El acorde producido a tiempo

El Celarg presentó la segunda temporada de Paria, texto basado en los aforismos del libro De lágrimas y de santos de Emile Cioran

Canto no marcial
Solo los que tienen el don del arte pueden escuchar el canto no marcial, aun cuando Paria ya no esté FOTO: Arnaldo Utrera

Un montón de rayas opacas traspasan la escenografía, el vestuario y se extienden hasta casi tocar al espectador. En una mística coreografía, seis personajes enmascarados entonan unos versos al ritmo del tap, el mismo que determinará los movimientos en todo el montaje.
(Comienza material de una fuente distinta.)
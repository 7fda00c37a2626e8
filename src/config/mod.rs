//! Configuration types for the gitpulse client.

use crate::errors::{GitHubError, GitHubResult};
use std::time::Duration;

/// Default GitHub API base URL.
pub const DEFAULT_BASE_URL: &str = "https://api.github.com";

/// Default request timeout.
pub const DEFAULT_TIMEOUT: Duration = Duration::from_secs(30);

/// Default connect timeout.
pub const DEFAULT_CONNECT_TIMEOUT: Duration = Duration::from_secs(10);

/// Default User-Agent header.
pub const DEFAULT_USER_AGENT: &str = "gitpulse-dashboard/0.1.0";

/// Retry configuration.
///
/// `max_retries` counts retries after the first attempt, so a request makes
/// at most `max_retries + 1` attempts.
#[derive(Debug, Clone)]
pub struct RetryConfig {
    /// Maximum retries after the initial attempt.
    pub max_retries: u32,
    /// Initial backoff delay.
    pub initial_backoff: Duration,
    /// Maximum backoff delay.
    pub max_backoff: Duration,
    /// Backoff multiplier per attempt.
    pub multiplier: f64,
}

impl Default for RetryConfig {
    fn default() -> Self {
        Self {
            max_retries: 3,
            initial_backoff: Duration::from_secs(1),
            max_backoff: Duration::from_secs(60),
            multiplier: 2.0,
        }
    }
}

impl RetryConfig {
    /// A configuration that never retries.
    pub fn disabled() -> Self {
        Self {
            max_retries: 0,
            ..Self::default()
        }
    }
}

/// Client configuration.
#[derive(Debug, Clone)]
pub struct GitHubConfig {
    /// API base URL.
    pub base_url: String,
    /// User-Agent header.
    pub user_agent: String,
    /// Bearer credential to start with, if any. Swappable at runtime via
    /// [`crate::GitHubClient::set_token`].
    pub token: Option<String>,
    /// Request timeout.
    pub timeout: Duration,
    /// Connect timeout.
    pub connect_timeout: Duration,
    /// Retry configuration.
    pub retry: RetryConfig,
}

impl Default for GitHubConfig {
    fn default() -> Self {
        Self {
            base_url: DEFAULT_BASE_URL.to_string(),
            user_agent: DEFAULT_USER_AGENT.to_string(),
            token: None,
            timeout: DEFAULT_TIMEOUT,
            connect_timeout: DEFAULT_CONNECT_TIMEOUT,
            retry: RetryConfig::default(),
        }
    }
}

impl GitHubConfig {
    /// Creates a new configuration builder.
    pub fn builder() -> GitHubConfigBuilder {
        GitHubConfigBuilder::new()
    }

    /// Validates the configuration.
    pub fn validate(&self) -> GitHubResult<()> {
        if self.base_url.is_empty() {
            return Err(GitHubError::configuration("base_url must not be empty"));
        }
        if !self.base_url.starts_with("http://") && !self.base_url.starts_with("https://") {
            return Err(GitHubError::configuration(format!(
                "base_url must be an http(s) URL: {}",
                self.base_url
            )));
        }
        if self.user_agent.is_empty() {
            return Err(GitHubError::configuration("user_agent must not be empty"));
        }
        if self.retry.multiplier < 1.0 {
            return Err(GitHubError::configuration(
                "retry multiplier must be at least 1.0",
            ));
        }
        Ok(())
    }
}

/// Builder for [`GitHubConfig`].
#[derive(Debug, Default)]
pub struct GitHubConfigBuilder {
    config: GitHubConfig,
}

impl GitHubConfigBuilder {
    /// Creates a new builder with defaults.
    pub fn new() -> Self {
        Self {
            config: GitHubConfig::default(),
        }
    }

    /// Sets the base URL.
    pub fn base_url(mut self, url: impl Into<String>) -> Self {
        self.config.base_url = url.into();
        self
    }

    /// Sets the User-Agent.
    pub fn user_agent(mut self, ua: impl Into<String>) -> Self {
        self.config.user_agent = ua.into();
        self
    }

    /// Sets the initial token.
    pub fn token(mut self, token: impl Into<String>) -> Self {
        self.config.token = Some(token.into());
        self
    }

    /// Sets the request timeout.
    pub fn timeout(mut self, timeout: Duration) -> Self {
        self.config.timeout = timeout;
        self
    }

    /// Sets the connect timeout.
    pub fn connect_timeout(mut self, timeout: Duration) -> Self {
        self.config.connect_timeout = timeout;
        self
    }

    /// Sets the retry configuration.
    pub fn retry(mut self, retry: RetryConfig) -> Self {
        self.config.retry = retry;
        self
    }

    /// Disables retries.
    pub fn no_retry(mut self) -> Self {
        self.config.retry = RetryConfig::disabled();
        self
    }

    /// Builds and validates the configuration.
    pub fn build(self) -> GitHubResult<GitHubConfig> {
        self.config.validate()?;
        Ok(self.config)
    }
}
//! # gitpulse
//!
//! A resilient GitHub REST API client for repository activity dashboards:
//! - Typed accessors for commits, branches, pull requests, workflow and
//!   check runs, contributor/language insights, and search
//! - Swappable bearer credential
//! - Rate-limit tracking from response headers with subscriber notification
//! - Bounded retry with exponential backoff, secondary-rate-limit and
//!   transient-server-error handling
//! - Link-header pagination
//!
//! ## Quick Start
//!
//! ```rust,no_run
//! use gitpulse::{GitHubClient, GitHubConfig};
//!
//! #[tokio::main]
//! async fn main() -> Result<(), Box<dyn std::error::Error>> {
//!     let config = GitHubConfig::builder()
//!         .token("ghp_xxxxxxxxxxxx")
//!         .build()?;
//!
//!     let client = GitHubClient::new(config)?;
//!
//!     let repo = client.repositories().get("rust-lang", "cargo").await?;
//!     println!("{}: {} stars", repo.full_name, repo.stargazers_count);
//!
//!     for commit in client.commits().list("rust-lang", "cargo").await? {
//!         println!("{} {}", &commit.sha[..7], commit.commit.message);
//!     }
//!
//!     Ok(())
//! }
//! ```

#![warn(missing_docs)]
#![warn(clippy::all)]

// Core modules
pub mod config;
pub mod errors;
pub mod types;

// HTTP client and transport
pub mod client;

// Pagination handling
pub mod pagination;

// API services
pub mod services;

// Resilience patterns
pub mod resilience;

// Pure helpers consumed by UI layers
pub mod format;
pub mod reference;

// Re-exports for convenience
pub use client::{GitHubClient, GitHubClientBuilder, RateLimitSubscription};
pub use config::{GitHubConfig, GitHubConfigBuilder, RetryConfig};
pub use errors::{GitHubError, GitHubErrorKind, GitHubResult, RateLimitInfo};
pub use pagination::{Page, PaginationLinks, PaginationParams, SearchResults};
pub use reference::RepoRef;
pub use services::StateFilter;
pub use types::*;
Sin saber de espacio y tiempo, cada uno se vuelve dueño de su acto de circo. El embrujo gitano, el forzudo y sus cadenas, el mimo que a la vez es mago y el domador con el látigo. La carpa en medio de la ciudad es el lugar en el que se va envolviendo el público. Pero se escucha, a lo lejos, una acordeonista que entre sorbos de alcohol derrocha un don especial.

Paria es el nombre del personaje que, más que clamar por derechos, sigue entonando las notas que le provocan, sin escuchar a los demás. Piensa que los artistas merecen un lugar menos discriminado y que el talento debe ser demostrado. Está trajeada al mejor estilo de Napoleón Bonaparte y lo único que resalta, en medio de toda la nada sepia, es su acordeón rojo. Almitamía, su compañera de número, es una bailarina inocente, con dificultades motoras, que cree en la bondad de quienes están a su lado.

La trama se complica cuando Paria muere por una bala y, aún así, se escucha el canto no marcial en cada esquina. La seguridad del lugar busca callarla, las escenas se repiten y cambian de ángulo para que el espectador pueda juzgar por sí mismo sobre los acontecimientos. Sin embargo, los personajes que llegan y se van del circo cada vez son más, con actos distintos, con vestuarios irreconocibles y eso dificulta que pueda dejarse de escuchar el sonido especial. Son seres especiales en medio de una sociedad que no los reconoce. Son personajes que tienen una identidad propia que no es valorada. Son talentos que se pierden de vista, pero que el espectador va conociendo y queriendo a medida que se desarrolla la pieza.

Los versos que Paria entona desde lo alto de la carpa son encarnados desde el cuerpo de Diana Peñalver, también directora de la pieza. La acompañan en escena Orlando Paredes, Marco Suniaga, Jericó Montilla, Abel García, Lismar Ramírez y dos Premios Municipales de Teatro 2011 a la Mejor Producción y Mejor Iluminación. Los zapatos de tap y las máscaras hiper-expresivas vuelven a escena en los últimos segundos. El teatro físico de la agrupación La Bacante es determinante para sumergirse a tiempo en los acordes libres de Paria.